Aquella noche, mientras Shahim daba a Al-Zagal el último parte de aquella detenida guerra, hablaron de Said Hamed.

—No debimos traerle, príncipe, ha fracasado en su misión y me temo que Hassan-Alí sólo le quiere para aplicarle su castigo. Él lo sabe y está deshecho por ello.

—Si vuelve a menospreciar mi autoridad le confinaré en sus habitaciones hasta que esté lo suficientemente recuperado como para llegar a Granada. No toleraré su insubordinación.

En ese momento accedió Batista a la estancia. Venía vestido con una túnica árabe verdosa, afeitado y maquillado. En los días anteriores había estado largas horas en los jardines, ojeando algún libro de la biblioteca del príncipe o hablando de cualquier tema y se le había pegado el sol, por lo que su tez lucía morena. Lo que sumado al hinchazón que aun presentaba su nariz y sus ropajes, le conferían un aspecto totalmente árabe. Al-Zagal se levantó e invitó a los dos hombres a pasear por la ciudad a la luz de la luna.

El cristiano y los dos moros ascendieron por la fuerte pendiente que separaba el palacio de las caballerizas de Al-Zagal. Desde allí llegaron a la plaza al pie del barranco donde se congregaba el ganado que daba sustento a la ciudad, y desde la que se veía parte del campamento cristiano. En él podía observarse, a pesar de la distancia, a los ajetreados hombres del rey en continuo movimiento de aquí para allá enredados en cualquier trivialidad, puesto que las hostilidades habían cesado momentáneamente.
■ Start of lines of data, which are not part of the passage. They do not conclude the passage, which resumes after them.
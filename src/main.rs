#![allow(clippy::collapsible_else_if, clippy::collapsible_if, clippy::useless_format)]
#![deny(clippy::get_unwrap, clippy::panic, clippy::unwrap_used)]

use anyhow::{anyhow, Context, Result};
use clap::Parser;
use log::Log;
use nix::sys::wait::{waitpid, WaitStatus};
use nix::unistd::{geteuid, Pid};
use std::collections::BTreeMap;
use std::path::PathBuf;
use vessel::caps::init_last_cap;
use vessel::config::resolve_config;
use vessel::logger::VesselLogger;
use vessel::net::NetCfg;
use vessel::task::{BindMap, Task, TaskEnv};
use vessel::util::set_child_subreaper;

/// Launch one command in an isolated container. This is a thin driver
/// around the launch engine; the daemon proper feeds the same
/// environment from its RPC surface.
#[derive(Parser, Clone)]
#[command(name = "vessel", version, about)]
struct Args {
    /// Rootfs directory; "/" shares the host filesystem.
    #[arg(long, default_value = "/")]
    root: PathBuf,

    /// Remount the container view read-only.
    #[arg(long)]
    root_rdonly: bool,

    /// ext4 image to loop-mount at the root.
    #[arg(long = "loop")]
    loop_image: Option<PathBuf>,

    /// Loop device index; negative asks the kernel for a free one.
    #[arg(long, default_value_t = -1)]
    loop_dev: i32,

    /// Working directory inside the container view.
    #[arg(long, default_value = "/")]
    cwd: PathBuf,

    /// Create the working directory owned by the task user.
    #[arg(long)]
    create_cwd: bool,

    #[arg(long, default_value = "root")]
    user: String,

    #[arg(long, default_value = "")]
    group: String,

    /// KEY=VALUE, order preserved into the task environment.
    #[arg(long = "env")]
    environ: Vec<String>,

    /// Fresh pid and ipc namespaces.
    #[arg(long)]
    isolate: bool,

    #[arg(long)]
    new_mount_ns: bool,

    /// Also creates a fresh UTS namespace.
    #[arg(long, default_value = "")]
    hostname: String,

    /// Create a fresh empty network namespace.
    #[arg(long)]
    new_netns: bool,

    /// SOURCE:DEST[:ro] binds into the container view.
    #[arg(long = "bind")]
    binds: Vec<String>,

    /// Bind /etc/hosts and /etc/resolv.conf from the host.
    #[arg(long)]
    bind_dns: bool,

    #[arg(long, default_value = "/dev/null")]
    stdin: PathBuf,

    #[arg(long, default_value = "/dev/null")]
    stdout: PathBuf,

    #[arg(long, default_value = "/dev/null")]
    stderr: PathBuf,

    /// Capability bitmask kept by the container (root tasks only).
    #[arg(long, default_value_t = 0)]
    caps: u64,

    /// RESOURCE=SOFT:HARD by numeric resource id.
    #[arg(long = "rlimit")]
    rlimits: Vec<String>,

    #[arg(long)]
    log_level: Option<log::LevelFilter>,

    /// Command to run inside the container.
    #[arg(trailing_var_arg = true, required = true)]
    command: Vec<String>,
}

fn parse_bind(spec: &str) -> Result<BindMap> {
    let parts: Vec<&str> = spec.split(':').collect();
    match parts.as_slice() {
        [source, dest] => Ok(BindMap {
            source: PathBuf::from(source),
            dest: PathBuf::from(dest),
            rdonly: false,
        }),
        [source, dest, "ro"] => Ok(BindMap {
            source: PathBuf::from(source),
            dest: PathBuf::from(dest),
            rdonly: true,
        }),
        _ => Err(anyhow!("Invalid bind spec: {}", spec)),
    }
}

fn parse_rlimit(spec: &str) -> Result<(i32, (u64, u64))> {
    let (resource, limits) = spec
        .split_once('=')
        .ok_or_else(|| anyhow!("Invalid rlimit spec: {}", spec))?;
    let (soft, hard) = limits
        .split_once(':')
        .ok_or_else(|| anyhow!("Invalid rlimit spec: {}", spec))?;

    Ok((
        resource
            .parse()
            .context(format!("Invalid resource id in: {}", spec))?,
        (
            soft.parse().context(format!("Invalid soft limit in: {}", spec))?,
            hard.parse().context(format!("Invalid hard limit in: {}", spec))?,
        ),
    ))
}

fn main() -> Result<()> {
    let logger = VesselLogger::new(log::LevelFilter::Trace)
        .init()
        .map_err(|e| anyhow!("Failed to initialize logger: {}", e))?;

    let args = Args::parse();

    let config = resolve_config().context("Resolving config")?;

    logger.set_level(args.log_level.unwrap_or(config.log_level));
    logger.print_deferred();

    if !geteuid().is_root() {
        return Err(anyhow!(
            "Insufficient permissions to launch a container, please retry using `sudo`"
        ));
    }

    init_last_cap().map_err(|e| anyhow!("Reading cap_last_cap: {}", e))?;

    let mut rlimit = BTreeMap::new();
    for spec in &args.rlimits {
        let (resource, limits) = parse_rlimit(spec)?;
        rlimit.insert(resource, limits);
    }

    let mut env = TaskEnv {
        command: shell_words::join(&args.command),
        cwd: args.cwd.clone(),
        create_cwd: args.create_cwd,
        root: args.root.clone(),
        root_rdonly: args.root_rdonly,
        loop_image: args.loop_image.clone(),
        loop_dev: args.loop_dev,
        user: args.user.clone(),
        group: args.group.clone(),
        environ: args.environ.clone(),
        isolate: args.isolate,
        stdin_path: args.stdin.clone(),
        stdout_path: args.stdout.clone(),
        stderr_path: args.stderr.clone(),
        hostname: args.hostname.clone(),
        bind_dns: args.bind_dns,
        bind_map: args
            .binds
            .iter()
            .map(|spec| parse_bind(spec))
            .collect::<Result<Vec<_>>>()?,
        net_cfg: NetCfg {
            new_net_ns: args.new_netns,
            ..NetCfg::default()
        },
        caps: args.caps,
        rlimit,
        new_mount_ns: args.new_mount_ns,
        ..TaskEnv::default()
    };

    env.prepare().map_err(|e| anyhow!("Preparing task: {}", e))?;

    /* The init reparents to us once the intermediate exits; without this
     * it would fall through to pid 1 and we could not wait for it. */
    set_child_subreaper().map_err(|e| anyhow!("{}", e))?;

    let mut task = Task::new(env);
    task.start(&config).map_err(|e| anyhow!("Starting task: {}", e))?;

    let pid = task.get_pid();
    log::trace!("Started container init {}", pid);

    loop {
        match waitpid(Pid::from_raw(pid), None) {
            Ok(WaitStatus::Exited(_, code)) => {
                task.exit(code);
                logger.flush();
                std::process::exit(code);
            }
            Ok(WaitStatus::Signaled(_, signal, _)) => {
                task.exit(128 + signal as i32);
                logger.flush();
                std::process::exit(128 + signal as i32);
            }
            Ok(_) => continue,
            Err(e) => {
                return Err(anyhow!("Waiting for container init {}: {}", pid, e));
            }
        }
    }
}
pub mod child;
pub mod env;
pub mod start;

pub use env::{BindMap, ScratchDir, TaskEnv};

use crate::cgroup::{task_cgroups, CgroupLeaf, FREEZER};
use crate::config::Config;
use crate::error::{TaskError, TaskResult};
use log::{error, trace, warn};
use nix::sys::signal::{kill, Signal};
use nix::unistd::{getppid, Pid};
use std::sync::Arc;

#[derive(Debug, Clone, Copy, PartialEq, Eq)]
enum TaskState {
    Stopped,
    Started,
}

/// A container's init process as tracked by the supervisor: launch,
/// signal, exit bookkeeping and restore-after-restart verification.
pub struct Task {
    pub(crate) env: Option<Arc<TaskEnv>>,
    state: TaskState,
    pub(crate) pid: i32,
    exit_status: i32,
    /// Keeps a created scratch cwd alive (and cleaned up) with the task.
    pub(crate) scratch_cwd: Option<ScratchDir>,
}

impl Task {
    pub fn new(env: TaskEnv) -> Task {
        Task {
            env: Some(Arc::new(env)),
            state: TaskState::Stopped,
            pid: 0,
            exit_status: 0,
            scratch_cwd: None,
        }
    }

    pub fn get_pid(&self) -> i32 {
        self.pid
    }

    pub fn is_running(&self) -> bool {
        self.state == TaskState::Started
    }

    pub fn get_exit_status(&self) -> i32 {
        self.exit_status
    }

    /// Record the wait status collected by the supervisor loop.
    pub fn exit(&mut self, status: i32) {
        self.exit_status = status;
        self.state = TaskState::Stopped;
    }

    pub fn kill(&self, signal: Signal) -> TaskResult<()> {
        if self.pid == 0 {
            error!("Tried to kill a task that is not running");
            return Err(TaskError::invalid("kill on a stopped task"));
        }

        trace!("kill {} {}", signal, self.pid);

        kill(Pid::from_raw(self.pid), signal)
            .map_err(|e| TaskError::os(e, format!("kill({})", self.pid)))
    }

    /// Adopt a pid discovered after a supervisor restart, without any
    /// launch sequence. Callers are expected to verify the adoption with
    /// `has_correct_parent` and `has_correct_freezer`.
    pub fn restore(&mut self, pid: i32) {
        self.exit_status = 0;
        self.pid = pid;
        self.state = TaskState::Started;
    }

    /// Forget the launch environment once it is no longer needed.
    pub fn clear_env(&mut self) {
        self.env = None;
    }

    /// The working directory created for this task, if any. It is removed
    /// when the task is dropped.
    pub fn scratch_cwd(&self) -> Option<&std::path::Path> {
        self.scratch_cwd.as_ref().map(ScratchDir::path)
    }

    pub(crate) fn status_field(&self, field: &str) -> Option<String> {
        let text = std::fs::read_to_string(format!("/proc/{}/status", self.pid)).ok()?;
        let prefix = format!("{}:\t", field);
        text.lines()
            .find(|line| line.starts_with(&prefix))
            .map(|line| line[prefix.len()..].to_string())
    }

    /// Exited but not yet reaped. Zombies have no usable cgroup info.
    pub fn is_zombie(&self) -> bool {
        match self.status_field("State") {
            Some(state) => state.starts_with('Z'),
            None => false,
        }
    }

    pub fn get_ppid(&self) -> TaskResult<Pid> {
        self.status_field("PPid")
            .and_then(|value| value.trim().parse::<i32>().ok())
            .map(Pid::from_raw)
            .ok_or_else(|| {
                warn!("Can't parse /proc/{}/status", self.pid);
                TaskError::invalid(format!("Can't parse /proc/{}/status", self.pid))
            })
    }

    /// True iff the init has been reparented to this supervisor's parent,
    /// which is what a launch through the intermediate guarantees.
    pub fn has_correct_parent(&self) -> bool {
        match self.get_ppid() {
            Err(error) => {
                trace!("Can't get ppid of restored task: {}", error);
                false
            }
            Ok(ppid) => {
                if ppid != getppid() {
                    trace!("Invalid ppid of restored task: {} != {}", ppid, getppid());
                    return false;
                }
                true
            }
        }
    }

    /// A restored task must still sit in its configured freezer cgroup;
    /// pids may have wrapped or the stored state may be stale otherwise.
    pub fn has_correct_freezer(&mut self) -> bool {
        let cgmap = match task_cgroups(Pid::from_raw(self.pid)) {
            Err(error) => {
                trace!(
                    "Can't read {} cgroups of restored task: {}",
                    self.pid,
                    error
                );
                return false;
            }
            Ok(cgmap) => cgmap,
        };

        let leaf = match self.env.as_ref().and_then(|env| env.leaf_cgroups.get(FREEZER)) {
            Some(leaf) => leaf.clone(),
            None => {
                warn!("Task {} has no freezer cgroup configured", self.pid);
                return false;
            }
        };

        let actual = cgmap.get(FREEZER).map(String::as_str).unwrap_or("");
        if leaf.rel_path() != std::path::Path::new(actual) {
            /* A zombie has no cgroup info worth comparing. */
            if self.is_zombie() {
                return true;
            }

            warn!(
                "Unexpected freezer cgroup of restored task {}: {} != {}",
                self.pid,
                leaf.rel_path().display(),
                actual
            );
            self.pid = 0;
            self.state = TaskState::Stopped;
            return false;
        }

        true
    }

    /// Reattach the task to every configured leaf it has drifted out of.
    /// Compound subsystem entries are left alone. With networking
    /// disabled, net_cls drift is repaired back to the hierarchy root.
    pub fn fix_cgroups(&self, config: &Config) -> TaskResult<()> {
        if self.is_zombie() {
            return Ok(());
        }

        let env = self
            .env
            .as_ref()
            .ok_or_else(|| TaskError::invalid("fix_cgroups on a task without environment"))?;

        let pid = Pid::from_raw(self.pid);
        let cgmap = task_cgroups(pid)?;

        for (subsystem, path) in &cgmap {
            match env.leaf_cgroups.get(subsystem) {
                None => {
                    if subsystem.contains(',') {
                        continue;
                    }

                    if subsystem == "net_cls" && !config.network_enabled {
                        if path == "/" {
                            continue;
                        }

                        warn!("No network, disabled net_cls:{}", path);

                        let root = CgroupLeaf::root("net_cls", "/sys/fs/cgroup/net_cls");
                        if let Err(error) = root.attach(pid) {
                            error!("Can't reattach to root: {}", error);
                        }
                        continue;
                    }

                    warn!("Skip {}: task belongs to unknown subsystem", subsystem);
                }
                Some(leaf) => {
                    if leaf.rel_path() != std::path::Path::new(path) {
                        warn!("Fixed invalid task subsystem for {}:{}", subsystem, path);

                        if let Err(error) = leaf.attach(pid) {
                            error!("Can't fix: {}", error);
                        }
                    }
                }
            }
        }

        Ok(())
    }
}

#[cfg(test)]
mod tests {
    use super::*;
    use nix::unistd::getpid;

    fn running_task(pid: i32) -> Task {
        let mut task = Task::new(TaskEnv::default());
        task.restore(pid);
        task
    }

    #[test]
    fn test_state_machine() {
        let mut task = Task::new(TaskEnv::default());
        assert!(!task.is_running());
        assert_eq!(task.get_pid(), 0);

        task.restore(4242);
        assert!(task.is_running());
        assert_eq!(task.get_pid(), 4242);
        assert_eq!(task.get_exit_status(), 0);

        task.exit(137);
        assert!(!task.is_running());
        assert_eq!(task.get_exit_status(), 137);
    }

    #[test]
    fn test_kill_stopped_task_refused() {
        let task = Task::new(TaskEnv::default());
        assert!(task.kill(Signal::SIGKILL).is_err());
    }

    #[test]
    fn test_get_ppid_of_self() {
        let task = running_task(getpid().as_raw());
        assert_eq!(task.get_ppid().expect("ppid"), getppid());
    }

    #[test]
    fn test_self_is_not_zombie() {
        let task = running_task(getpid().as_raw());
        assert!(!task.is_zombie());
    }

    #[test]
    fn test_has_correct_parent_for_self() {
        /* Our own ppid is by definition the ppid of the test process, so
         * the check against getppid() holds. */
        let task = running_task(getpid().as_raw());
        assert!(task.has_correct_parent());
    }

    #[test]
    fn test_missing_pid_has_no_status() {
        let task = running_task(i32::MAX - 1);
        assert!(!task.is_zombie());
        assert!(task.get_ppid().is_err());
        assert!(!task.has_correct_parent());
    }

    #[test]
    fn test_has_correct_freezer_without_config_is_false() {
        let mut task = running_task(getpid().as_raw());
        /* No freezer leaf configured: restore must not be trusted. */
        assert!(!task.has_correct_freezer());
    }
}
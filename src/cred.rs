use crate::error::{TaskError, TaskResult};
use log::trace;
use nix::unistd::{getgrouplist, setgid, setgroups, setuid, Gid, Group, Uid, User};
use std::ffi::CString;

/// Resolved identity a task runs as: uid, gid and the packed supplementary
/// group list, captured once at prepare time.
#[derive(Debug, Clone)]
pub struct Cred {
    pub uid: Uid,
    pub gid: Gid,
    pub groups: Vec<Gid>,
}

impl Default for Cred {
    fn default() -> Cred {
        Cred {
            uid: Uid::from_raw(0),
            gid: Gid::from_raw(0),
            groups: Vec::new(),
        }
    }
}

impl Cred {
    pub fn is_root(&self) -> bool {
        self.uid.is_root()
    }

    /// Look up `user` and `group` in the host account database and collect
    /// the user's supplementary groups for the resolved primary gid.
    pub fn resolve(user: &str, group: &str) -> TaskResult<Cred> {
        let pwd = User::from_name(user)
            .map_err(|e| TaskError::os(e, format!("getpwnam({})", user)))?
            .ok_or_else(|| TaskError::invalid(format!("unknown user: {}", user)))?;

        let gid = if group.is_empty() {
            pwd.gid
        } else {
            Group::from_name(group)
                .map_err(|e| TaskError::os(e, format!("getgrnam({})", group)))?
                .ok_or_else(|| TaskError::invalid(format!("unknown group: {}", group)))?
                .gid
        };

        let user_cstr = CString::new(user)
            .map_err(|_| TaskError::invalid(format!("user name contains NUL: {}", user)))?;
        let groups = getgrouplist(&user_cstr, gid)
            .map_err(|e| TaskError::os(e, "Can't get supplementary group list"))?;

        Ok(Cred {
            uid: pwd.uid,
            gid,
            groups,
        })
    }

    /// Drop to this identity. The order is load-bearing: gid first (setgid
    /// requires privilege we are about to give up), then the supplementary
    /// groups, then uid last.
    pub fn apply(&self, verbose: bool) -> TaskResult<()> {
        setgid(self.gid).map_err(|e| TaskError::os(e, "setgid()"))?;

        if verbose {
            for (i, gid) in self.groups.iter().enumerate() {
                trace!("supplementary_group[{}]={}", i, gid);
            }
        }

        setgroups(&self.groups).map_err(|e| TaskError::os(e, "setgroups()"))?;

        setuid(self.uid).map_err(|e| TaskError::os(e, "setuid()"))?;

        Ok(())
    }
}
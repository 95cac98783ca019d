pub mod clone3;
pub mod unix;

pub use clone3::{
    clone3, Clone3Args, CLONE_NEWIPC, CLONE_NEWNET, CLONE_NEWNS, CLONE_NEWPID, CLONE_NEWUTS,
};
pub use unix::{
    gettid, reset_all_signal_handlers, set_child_subreaper, set_die_on_parent_exit,
    set_process_name,
};
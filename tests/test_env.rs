use rstest::rstest;
use std::os::unix::fs::symlink;
use std::path::PathBuf;
use vessel::error::ErrorKind;
use vessel::task::{BindMap, TaskEnv};

fn env_with_bind(root: &std::path::Path, dest: &str, rdonly: bool) -> TaskEnv {
    TaskEnv {
        command: "/bin/true".to_string(),
        root: root.to_path_buf(),
        cwd: PathBuf::from("/"),
        bind_map: vec![BindMap {
            source: PathBuf::from("/etc"),
            dest: PathBuf::from(dest),
            rdonly,
        }],
        ..TaskEnv::default()
    }
}

#[rstest]
#[case("../../../etc")]
#[case("/../../../etc")]
#[case("a/../../../../etc")]
fn test_prepare_rejects_escaping_binds(#[case] dest: &str) {
    let root = tempfile::tempdir().expect("tempdir");
    let mut env = env_with_bind(root.path(), dest, true);

    let err = env.prepare().expect_err("escape must be rejected");
    assert_eq!(err.kind, ErrorKind::InvalidValue);
}

#[rstest]
#[case("/mnt/etc")]
#[case("data")]
#[case("/deeply/nested/target")]
fn test_prepare_accepts_inner_binds(#[case] dest: &str) {
    let root = tempfile::tempdir().expect("tempdir");
    let mut env = env_with_bind(root.path(), dest, false);

    env.prepare().expect("bind inside the root is fine");
}

#[test]
fn test_prepare_rejects_symlink_escape() {
    let root = tempfile::tempdir().expect("tempdir");
    symlink("/usr", root.path().join("jump")).expect("symlink");

    let mut env = env_with_bind(root.path(), "/jump/bin", true);

    let err = env.prepare().expect_err("symlink escape must be rejected");
    assert_eq!(err.kind, ErrorKind::InvalidValue);
}

#[test]
fn test_prepare_follows_symlinks_that_stay_inside() {
    let root = tempfile::tempdir().expect("tempdir");
    std::fs::create_dir(root.path().join("real")).expect("mkdir");
    symlink("real", root.path().join("alias")).expect("symlink");

    let mut env = env_with_bind(root.path(), "/alias/sub", false);

    env.prepare().expect("symlink inside the root is fine");
}

#[test]
fn test_prepare_resolves_user() {
    let mut env = TaskEnv {
        command: "/bin/true".to_string(),
        root: PathBuf::from("/"),
        cwd: PathBuf::from("/"),
        user: "root".to_string(),
        ..TaskEnv::default()
    };

    env.prepare().expect("resolve root");
    assert!(env.cred.is_root());
    assert!(!env.cred.groups.is_empty());
}

#[test]
fn test_environ_order_is_preserved() {
    let env = TaskEnv {
        environ: vec![
            "B=2".to_string(),
            "A=1".to_string(),
            "C=3".to_string(),
            "A=4".to_string(),
        ],
        ..TaskEnv::default()
    };

    /* Order matters: duplicates and ordering go to execve verbatim. */
    assert_eq!(env.environ, vec!["B=2", "A=1", "C=3", "A=4"]);
    assert!(env.env_has_key("A"));
    assert!(env.env_has_key("B"));
}

#[test]
fn test_command_word_splitting_preserves_quotes() {
    let env = TaskEnv {
        command: r#"/usr/bin/find / -name "*.log" -exec rm {} \;"#.to_string(),
        ..TaskEnv::default()
    };

    let words = env.split_command().expect("split");
    assert_eq!(words[0], "/usr/bin/find");
    assert_eq!(words[3], "*.log");
    assert_eq!(words.last().map(String::as_str), Some(";"));
}
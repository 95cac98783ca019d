use std::sync::Mutex;
use vessel::config::resolve_config;

/* Environment-variable overrides are process-global, keep these tests
 * from interleaving. */
static ENV_MUTEX: Mutex<()> = Mutex::new(());

#[test]
fn test_defaults() {
    let _guard = ENV_MUTEX.lock().expect("lock");

    let config = resolve_config().expect("resolve");
    assert!(config.network_enabled);
    assert!(!config.network_debug);
    assert!(config.tmp_dir.is_absolute());
    assert_eq!(config.sources.get("network_enabled").map(String::as_str), Some("default"));
}

#[test]
fn test_environment_overrides() {
    let _guard = ENV_MUTEX.lock().expect("lock");

    unsafe {
        std::env::set_var("VESSEL_NETWORK_ENABLED", "false");
        std::env::set_var("VESSEL_TMP_DIR", "/tmp/vessel-test");
        std::env::set_var("VESSEL_LOG_VERBOSE", "true");
    }

    let config = resolve_config().expect("resolve");
    assert!(!config.network_enabled);
    assert!(config.log_verbose);
    assert_eq!(config.tmp_dir, std::path::PathBuf::from("/tmp/vessel-test"));
    assert_eq!(
        config.sources.get("network_enabled").map(String::as_str),
        Some("environment")
    );

    unsafe {
        std::env::remove_var("VESSEL_NETWORK_ENABLED");
        std::env::remove_var("VESSEL_TMP_DIR");
        std::env::remove_var("VESSEL_LOG_VERBOSE");
    }
}

#[test]
fn test_invalid_environment_value_is_rejected() {
    let _guard = ENV_MUTEX.lock().expect("lock");

    unsafe {
        std::env::set_var("VESSEL_NETWORK_ENABLED", "maybe");
    }

    assert!(resolve_config().is_err());

    unsafe {
        std::env::remove_var("VESSEL_NETWORK_ENABLED");
    }
}
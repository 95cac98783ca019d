pub mod impls;
pub mod resolve;
pub mod structs;

pub use resolve::resolve_config;
pub use structs::*;
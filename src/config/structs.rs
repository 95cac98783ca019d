use super::impls::deserialize_level_filter;
use serde::Deserialize;
use std::{collections::HashMap, path::PathBuf};

/// Shape of a single config file. Every field is optional so files can be
/// merged lowest-to-highest precedence.
#[derive(Deserialize, Default)]
pub struct PartialConfig {
    #[serde(deserialize_with = "deserialize_level_filter", default)]
    pub log_level: Option<log::LevelFilter>,
    pub log_verbose: Option<bool>,
    pub tmp_dir: Option<String>,
    pub network_enabled: Option<bool>,
    pub network_debug: Option<bool>,
}

/// Resolved daemon configuration consumed by the launch engine.
#[derive(Clone)]
pub struct Config {
    pub log_level: log::LevelFilter,
    /// Per-arg/env diagnostic tracing in the init before exec.
    pub log_verbose: bool,
    /// Prefix under which created working directories are scratch space
    /// that is removed when the task is dropped.
    pub tmp_dir: PathBuf,
    /// When false the network builder never runs and net_cls drift is
    /// repaired back to the root cgroup.
    pub network_enabled: bool,
    /// Log synthesized veth hardware addresses.
    pub network_debug: bool,
    /// Where each value came from (file path, "environment" or "default").
    pub sources: HashMap<String, String>,
}

impl Default for Config {
    fn default() -> Config {
        Config {
            log_level: log::LevelFilter::Info,
            log_verbose: false,
            tmp_dir: PathBuf::from("/var/lib/vessel/tmp"),
            network_enabled: true,
            network_debug: false,
            sources: HashMap::new(),
        }
    }
}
En la plaza aún quedaban numerosísimas cabezas de ganado perfectamente alimentadas, que garantizaban el alimento durante meses. Además, los depósitos de grano también presentaban suficientes existencias. La única diferencia en cuanto a su anterior visita a aquella plaza era la fuente central que presidía el conjunto arquitectónico. No manaba agua, debido quizá a que en ese momento se descansaba en la gruta.

Dejaron atrás la plaza, y se encaminaron de nuevo por estrechos callejones hasta salir a la segunda en importancia de las tres mezquitas de la ciudad y aquella que tenía el minarete más alto. Estaba ubicada en una plaza circular de bellísima factura, construida en piedra y tallada en su mayoría de forma excepcional. Mientras andaban, Al-Zagal iba contando a Batista la historia de cada recoveco de la ciudad, sus hazañas y leyendas.

Llegaron a la tercera mezquita, que tenía a su derecha una explanada con otra inmejorable vista de aquel cañón que hacia inexpugnable la ciudad. Desde este punto orientado al suroeste, podía divisarse casi todo el campamento de la doble muralla, con sus numerosas hogueras y que continuaba con aquella incesante actividad, a pesar de estar bien entrada la noche.

Al fin empezaron a bajar otra pendiente escalonada y una de aquellas estrechas calles, que al abrigo del viento les llevó a la plaza interior de la puerta de Almocábar. En su muralla, al menos veinte hombres custodiaban la entrada además de otro retén de más de cien que estaba alojado en las casa de alrededor, puesto que había sido aquel punto el más castigado últimamente por el ejército cristiano.

Los tres visitantes subieron a la fortificada muralla, desde la que de nuevo podía observarse la gran actividad de cristiana, pero esta vez muy de cerca, pues apenas distaban dos mil pies entre ambas fortificaciones. Shahim, al darse cuenta de la movilización que habían podido observar desde varios puntos de la ciudad, en todo el campamento cristiano anunció:

—Debemos volver a palacio; esta noche seremos atacados.

Los tres hombres, sin dudar ni tan siquiera del análisis de Shahim, se encaminaron de nuevo escaleras arriba hacia un lugar más seguro. Tras tomar un refrigerio juntos, Al-Zagal y el cristiano volvieron a la habitación del musulmán, donde pensaban seguir conversando. Mientras, Shahim reunía a sus mandos para prevenir aquel posible ataque. Se reforzó la vigilancia en todo el perímetro amurallado y especialmente en la muralla de la puerta de Almocábar, donde fueron dispuestos más de cincuenta hombres, además de los residentes en las zonas colindantes.